- _ASSIGNED TASK_:
Wherever the word "AwaitingInput" appears in a line of the records, copy that line.

*** DATASET RECORDS ***

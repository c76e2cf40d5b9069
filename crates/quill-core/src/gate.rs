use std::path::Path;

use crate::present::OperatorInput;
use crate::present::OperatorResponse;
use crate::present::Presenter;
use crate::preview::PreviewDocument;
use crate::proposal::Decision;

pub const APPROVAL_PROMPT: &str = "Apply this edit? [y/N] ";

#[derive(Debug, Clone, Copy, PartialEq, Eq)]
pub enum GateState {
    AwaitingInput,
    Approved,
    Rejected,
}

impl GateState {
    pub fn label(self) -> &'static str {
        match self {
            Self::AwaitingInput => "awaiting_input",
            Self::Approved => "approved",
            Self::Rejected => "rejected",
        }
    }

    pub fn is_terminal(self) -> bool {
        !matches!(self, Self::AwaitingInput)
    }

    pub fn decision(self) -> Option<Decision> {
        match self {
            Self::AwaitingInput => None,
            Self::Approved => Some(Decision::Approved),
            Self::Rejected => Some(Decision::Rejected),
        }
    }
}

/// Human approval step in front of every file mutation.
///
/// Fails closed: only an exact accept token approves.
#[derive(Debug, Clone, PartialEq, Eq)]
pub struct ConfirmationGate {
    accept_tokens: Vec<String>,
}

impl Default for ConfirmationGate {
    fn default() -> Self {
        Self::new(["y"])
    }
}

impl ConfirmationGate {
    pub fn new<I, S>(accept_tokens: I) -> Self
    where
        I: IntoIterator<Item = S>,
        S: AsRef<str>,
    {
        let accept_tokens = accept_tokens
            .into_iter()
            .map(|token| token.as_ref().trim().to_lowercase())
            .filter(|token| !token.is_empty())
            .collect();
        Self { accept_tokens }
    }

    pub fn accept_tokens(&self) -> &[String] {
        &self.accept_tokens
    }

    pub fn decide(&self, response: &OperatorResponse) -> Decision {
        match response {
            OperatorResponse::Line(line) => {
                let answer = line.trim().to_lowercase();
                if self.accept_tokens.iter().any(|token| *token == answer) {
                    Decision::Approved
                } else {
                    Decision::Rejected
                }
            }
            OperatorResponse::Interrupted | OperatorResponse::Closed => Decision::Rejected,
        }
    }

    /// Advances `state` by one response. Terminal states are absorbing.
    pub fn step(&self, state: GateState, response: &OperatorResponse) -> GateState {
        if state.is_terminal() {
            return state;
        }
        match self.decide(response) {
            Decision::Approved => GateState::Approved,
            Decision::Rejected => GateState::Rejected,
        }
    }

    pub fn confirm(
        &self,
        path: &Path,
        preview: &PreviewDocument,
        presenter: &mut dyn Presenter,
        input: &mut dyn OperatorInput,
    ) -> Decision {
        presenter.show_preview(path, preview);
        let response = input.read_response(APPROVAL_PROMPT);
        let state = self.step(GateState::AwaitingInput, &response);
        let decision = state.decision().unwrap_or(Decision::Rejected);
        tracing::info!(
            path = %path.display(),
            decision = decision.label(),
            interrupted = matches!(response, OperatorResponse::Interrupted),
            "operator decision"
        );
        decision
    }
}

*** End of DATASET RECORDS ***
*** DATASET RECORDS ***

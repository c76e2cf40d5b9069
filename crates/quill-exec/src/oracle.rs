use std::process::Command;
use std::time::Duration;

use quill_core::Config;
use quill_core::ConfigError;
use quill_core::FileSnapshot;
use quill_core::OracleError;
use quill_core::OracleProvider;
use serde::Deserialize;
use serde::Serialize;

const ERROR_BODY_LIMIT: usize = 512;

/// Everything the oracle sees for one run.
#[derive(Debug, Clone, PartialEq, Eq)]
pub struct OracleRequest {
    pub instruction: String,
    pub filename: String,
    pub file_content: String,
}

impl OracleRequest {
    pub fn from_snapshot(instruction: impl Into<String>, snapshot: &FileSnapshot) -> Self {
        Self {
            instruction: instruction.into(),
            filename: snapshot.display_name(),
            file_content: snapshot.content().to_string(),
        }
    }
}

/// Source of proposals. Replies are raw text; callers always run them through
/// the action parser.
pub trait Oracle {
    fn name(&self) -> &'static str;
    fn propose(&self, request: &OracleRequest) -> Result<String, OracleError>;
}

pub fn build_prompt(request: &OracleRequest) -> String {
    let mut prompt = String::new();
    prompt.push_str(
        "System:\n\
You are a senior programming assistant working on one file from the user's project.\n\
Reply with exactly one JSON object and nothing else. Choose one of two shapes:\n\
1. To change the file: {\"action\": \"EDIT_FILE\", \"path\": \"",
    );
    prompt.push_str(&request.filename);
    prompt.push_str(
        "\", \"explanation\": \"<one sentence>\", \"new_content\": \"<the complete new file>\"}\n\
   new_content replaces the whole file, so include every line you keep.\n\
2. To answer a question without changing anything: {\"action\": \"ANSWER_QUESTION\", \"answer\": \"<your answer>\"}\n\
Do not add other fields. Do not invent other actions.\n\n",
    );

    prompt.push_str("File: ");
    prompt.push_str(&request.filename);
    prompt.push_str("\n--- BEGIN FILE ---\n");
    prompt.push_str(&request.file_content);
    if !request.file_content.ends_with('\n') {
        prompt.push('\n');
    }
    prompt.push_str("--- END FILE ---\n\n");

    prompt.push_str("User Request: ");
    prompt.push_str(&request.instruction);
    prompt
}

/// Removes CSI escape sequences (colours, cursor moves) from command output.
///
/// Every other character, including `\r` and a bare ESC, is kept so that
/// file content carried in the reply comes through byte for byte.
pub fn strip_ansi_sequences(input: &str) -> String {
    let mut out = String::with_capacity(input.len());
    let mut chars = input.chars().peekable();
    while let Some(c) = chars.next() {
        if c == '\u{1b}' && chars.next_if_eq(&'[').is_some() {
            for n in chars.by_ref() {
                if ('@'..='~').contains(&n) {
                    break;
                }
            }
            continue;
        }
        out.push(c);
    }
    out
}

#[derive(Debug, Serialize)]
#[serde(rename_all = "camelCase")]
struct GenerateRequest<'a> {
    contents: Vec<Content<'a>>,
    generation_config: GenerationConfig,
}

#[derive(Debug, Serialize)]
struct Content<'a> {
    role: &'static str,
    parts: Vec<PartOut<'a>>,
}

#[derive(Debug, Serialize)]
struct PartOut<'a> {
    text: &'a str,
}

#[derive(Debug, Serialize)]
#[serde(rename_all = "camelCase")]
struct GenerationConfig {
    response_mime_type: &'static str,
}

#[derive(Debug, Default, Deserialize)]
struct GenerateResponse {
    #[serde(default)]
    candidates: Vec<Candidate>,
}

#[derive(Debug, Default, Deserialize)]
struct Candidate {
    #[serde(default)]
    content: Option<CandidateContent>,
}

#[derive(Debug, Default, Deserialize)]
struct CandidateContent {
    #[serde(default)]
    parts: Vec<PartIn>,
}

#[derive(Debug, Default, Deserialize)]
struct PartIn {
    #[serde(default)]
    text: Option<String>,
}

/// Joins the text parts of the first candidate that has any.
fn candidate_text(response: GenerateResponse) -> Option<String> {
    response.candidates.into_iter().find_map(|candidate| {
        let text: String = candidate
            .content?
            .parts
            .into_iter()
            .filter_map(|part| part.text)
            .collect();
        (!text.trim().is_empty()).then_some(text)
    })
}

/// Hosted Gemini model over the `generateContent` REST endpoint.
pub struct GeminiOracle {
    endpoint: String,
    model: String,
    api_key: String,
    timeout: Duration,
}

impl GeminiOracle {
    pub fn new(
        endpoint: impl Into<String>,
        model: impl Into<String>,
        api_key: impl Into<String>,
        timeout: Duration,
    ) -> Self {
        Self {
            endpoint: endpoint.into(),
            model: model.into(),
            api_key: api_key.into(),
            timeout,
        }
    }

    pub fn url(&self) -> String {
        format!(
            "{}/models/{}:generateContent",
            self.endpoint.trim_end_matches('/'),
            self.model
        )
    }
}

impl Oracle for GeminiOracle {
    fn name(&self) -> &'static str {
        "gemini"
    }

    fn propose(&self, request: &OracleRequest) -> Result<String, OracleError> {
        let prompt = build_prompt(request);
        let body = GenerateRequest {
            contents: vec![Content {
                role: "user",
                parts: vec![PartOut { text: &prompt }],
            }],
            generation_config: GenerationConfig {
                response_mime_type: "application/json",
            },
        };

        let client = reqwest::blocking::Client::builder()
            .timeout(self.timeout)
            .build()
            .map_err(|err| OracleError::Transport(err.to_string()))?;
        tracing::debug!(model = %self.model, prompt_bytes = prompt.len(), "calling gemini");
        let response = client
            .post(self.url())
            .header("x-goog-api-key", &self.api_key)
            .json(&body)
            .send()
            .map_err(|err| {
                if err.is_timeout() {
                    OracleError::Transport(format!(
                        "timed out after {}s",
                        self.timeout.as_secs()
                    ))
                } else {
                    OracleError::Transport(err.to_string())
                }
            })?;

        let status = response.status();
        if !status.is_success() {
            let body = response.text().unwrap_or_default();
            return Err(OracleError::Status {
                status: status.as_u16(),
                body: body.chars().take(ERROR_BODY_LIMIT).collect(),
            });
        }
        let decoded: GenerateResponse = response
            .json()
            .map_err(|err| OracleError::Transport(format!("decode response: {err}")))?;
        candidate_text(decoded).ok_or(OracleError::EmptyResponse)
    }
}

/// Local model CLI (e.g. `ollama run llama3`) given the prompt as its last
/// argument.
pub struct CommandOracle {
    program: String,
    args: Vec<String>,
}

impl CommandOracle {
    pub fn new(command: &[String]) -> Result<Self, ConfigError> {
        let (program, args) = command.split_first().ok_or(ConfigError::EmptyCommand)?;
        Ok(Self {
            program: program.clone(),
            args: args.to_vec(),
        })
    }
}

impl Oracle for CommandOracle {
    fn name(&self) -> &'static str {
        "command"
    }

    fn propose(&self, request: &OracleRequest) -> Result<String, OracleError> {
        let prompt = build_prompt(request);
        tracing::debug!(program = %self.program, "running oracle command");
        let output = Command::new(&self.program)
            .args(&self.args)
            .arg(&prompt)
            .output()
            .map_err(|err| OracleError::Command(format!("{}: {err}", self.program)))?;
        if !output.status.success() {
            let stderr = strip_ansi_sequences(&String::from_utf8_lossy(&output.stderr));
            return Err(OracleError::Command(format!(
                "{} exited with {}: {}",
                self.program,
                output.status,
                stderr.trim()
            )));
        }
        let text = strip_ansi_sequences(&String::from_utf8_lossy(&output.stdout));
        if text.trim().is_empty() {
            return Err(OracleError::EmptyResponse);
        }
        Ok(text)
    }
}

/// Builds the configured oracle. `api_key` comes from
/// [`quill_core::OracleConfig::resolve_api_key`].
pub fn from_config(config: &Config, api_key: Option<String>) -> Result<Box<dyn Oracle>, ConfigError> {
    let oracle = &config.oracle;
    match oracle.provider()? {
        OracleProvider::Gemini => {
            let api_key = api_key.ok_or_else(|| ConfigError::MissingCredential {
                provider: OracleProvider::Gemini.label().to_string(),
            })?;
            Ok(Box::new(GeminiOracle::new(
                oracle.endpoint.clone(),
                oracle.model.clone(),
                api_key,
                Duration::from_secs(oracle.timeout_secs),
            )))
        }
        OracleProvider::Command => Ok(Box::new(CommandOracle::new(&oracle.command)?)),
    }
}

*** End of DATASET RECORDS ***
*** DATASET RECORDS ***

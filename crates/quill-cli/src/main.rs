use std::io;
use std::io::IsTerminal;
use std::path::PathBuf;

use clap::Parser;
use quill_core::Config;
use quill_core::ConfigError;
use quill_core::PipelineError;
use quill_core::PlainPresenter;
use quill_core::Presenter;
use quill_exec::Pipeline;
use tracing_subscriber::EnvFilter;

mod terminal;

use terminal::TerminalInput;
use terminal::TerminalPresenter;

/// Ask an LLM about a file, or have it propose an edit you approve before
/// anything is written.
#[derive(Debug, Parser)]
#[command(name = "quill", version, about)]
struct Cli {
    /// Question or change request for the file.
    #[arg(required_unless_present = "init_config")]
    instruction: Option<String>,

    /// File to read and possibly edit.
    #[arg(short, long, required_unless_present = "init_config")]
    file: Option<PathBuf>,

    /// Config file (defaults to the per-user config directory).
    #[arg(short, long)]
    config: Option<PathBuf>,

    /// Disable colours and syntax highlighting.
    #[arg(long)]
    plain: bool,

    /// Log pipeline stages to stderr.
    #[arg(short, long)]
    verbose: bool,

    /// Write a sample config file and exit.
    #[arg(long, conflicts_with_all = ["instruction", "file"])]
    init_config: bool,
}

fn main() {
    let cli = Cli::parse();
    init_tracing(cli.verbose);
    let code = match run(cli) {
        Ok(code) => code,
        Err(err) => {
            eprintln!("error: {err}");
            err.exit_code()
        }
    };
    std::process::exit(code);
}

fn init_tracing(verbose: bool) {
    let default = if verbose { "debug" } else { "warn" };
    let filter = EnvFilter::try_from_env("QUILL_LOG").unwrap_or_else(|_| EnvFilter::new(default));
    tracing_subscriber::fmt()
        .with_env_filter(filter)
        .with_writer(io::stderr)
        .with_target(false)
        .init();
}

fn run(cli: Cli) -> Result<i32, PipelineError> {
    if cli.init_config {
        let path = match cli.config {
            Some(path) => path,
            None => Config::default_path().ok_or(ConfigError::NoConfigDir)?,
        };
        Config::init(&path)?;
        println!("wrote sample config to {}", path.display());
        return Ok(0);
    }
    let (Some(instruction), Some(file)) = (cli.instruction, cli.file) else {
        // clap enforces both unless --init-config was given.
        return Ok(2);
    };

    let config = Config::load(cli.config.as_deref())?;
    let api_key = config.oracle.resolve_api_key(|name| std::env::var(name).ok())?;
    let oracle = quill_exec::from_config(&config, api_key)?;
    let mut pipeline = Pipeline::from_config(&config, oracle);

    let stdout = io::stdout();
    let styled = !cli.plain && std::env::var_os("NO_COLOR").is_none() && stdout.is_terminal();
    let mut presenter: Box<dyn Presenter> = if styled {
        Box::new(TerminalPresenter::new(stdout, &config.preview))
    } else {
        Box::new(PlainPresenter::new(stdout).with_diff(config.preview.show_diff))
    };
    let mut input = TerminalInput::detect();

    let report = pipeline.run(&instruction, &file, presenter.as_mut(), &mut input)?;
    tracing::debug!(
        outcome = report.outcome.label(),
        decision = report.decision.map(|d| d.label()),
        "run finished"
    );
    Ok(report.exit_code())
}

*** End of DATASET RECORDS ***

- _OUTPUT_:
    AwaitingInput,
            Self::AwaitingInput => "awaiting_input",
        !matches!(self, Self::AwaitingInput)
            Self::AwaitingInput => None,
        let state = self.step(GateState::AwaitingInput, &response);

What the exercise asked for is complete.